- Opening Delimiter -

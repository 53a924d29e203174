// ABOUTME: Transform task: reads an input by dotted path and applies the configured transform
// ABOUTME: "fhir_mapping" is delegated to the transformer; other types return the input as-is

use async_trait::async_trait;
use serde_json::Value;
use std::sync::Arc;
use tracing::debug;

use super::TaskHandler;
use crate::engine::error::{EngineError, Result};
use crate::engine::ExecutionContext;
use crate::integrations::Transformer;
use crate::model::Task;
use crate::template::lookup;

pub const FHIR_MAPPING: &str = "fhir_mapping";

pub struct TransformHandler {
    transformer: Arc<dyn Transformer>,
}

impl TransformHandler {
    pub fn new(transformer: Arc<dyn Transformer>) -> Self {
        Self { transformer }
    }
}

#[async_trait]
impl TaskHandler for TransformHandler {
    async fn execute(&self, task: &Task, ctx: &ExecutionContext) -> Result<Value> {
        let input_path = task.config_str("input").unwrap_or_default();
        let input = {
            let variables = ctx.instance.variables().await;
            lookup(&variables, input_path).cloned().unwrap_or(Value::Null)
        };

        let descriptor = task.config.get("transform").cloned().unwrap_or(Value::Null);
        let transform_type = descriptor.get("type").and_then(Value::as_str);
        debug!(task_id = %task.id, input = %input_path, transform = ?transform_type, "Transforming");

        match transform_type {
            Some(FHIR_MAPPING) => self
                .transformer
                .transform(input, &descriptor)
                .await
                .map_err(|e| EngineError::collaborator(&task.id, "transformer", e)),
            _ => Ok(input),
        }
    }
}
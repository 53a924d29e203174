// ABOUTME: Error types for plugin registration and lifecycle management
// ABOUTME: Lifecycle failures carry the plugin id and the underlying cause

use thiserror::Error;

#[derive(Error, Debug)]
pub enum PluginError {
    #[error("Plugin already registered: {plugin_id}")]
    AlreadyRegistered { plugin_id: String },

    #[error("Plugin is disabled: {plugin_id}")]
    Disabled { plugin_id: String },

    #[error("Plugin not found: {plugin_id}")]
    NotFound { plugin_id: String },

    #[error("Plugin {plugin_id} failed during {stage}: {message}")]
    Lifecycle {
        plugin_id: String,
        stage: &'static str,
        message: String,
    },
}

pub type Result<T> = std::result::Result<T, PluginError>;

- Closing Delimiter -

▸ **WHAT IS REQUIRED**
The lines to return are those in the entries above that hold "stage".

▸ **SOLUTION FOR THIS TASK**
    #[error("Plugin {plugin_id} failed during {stage}: {message}")]
        stage: &'static str,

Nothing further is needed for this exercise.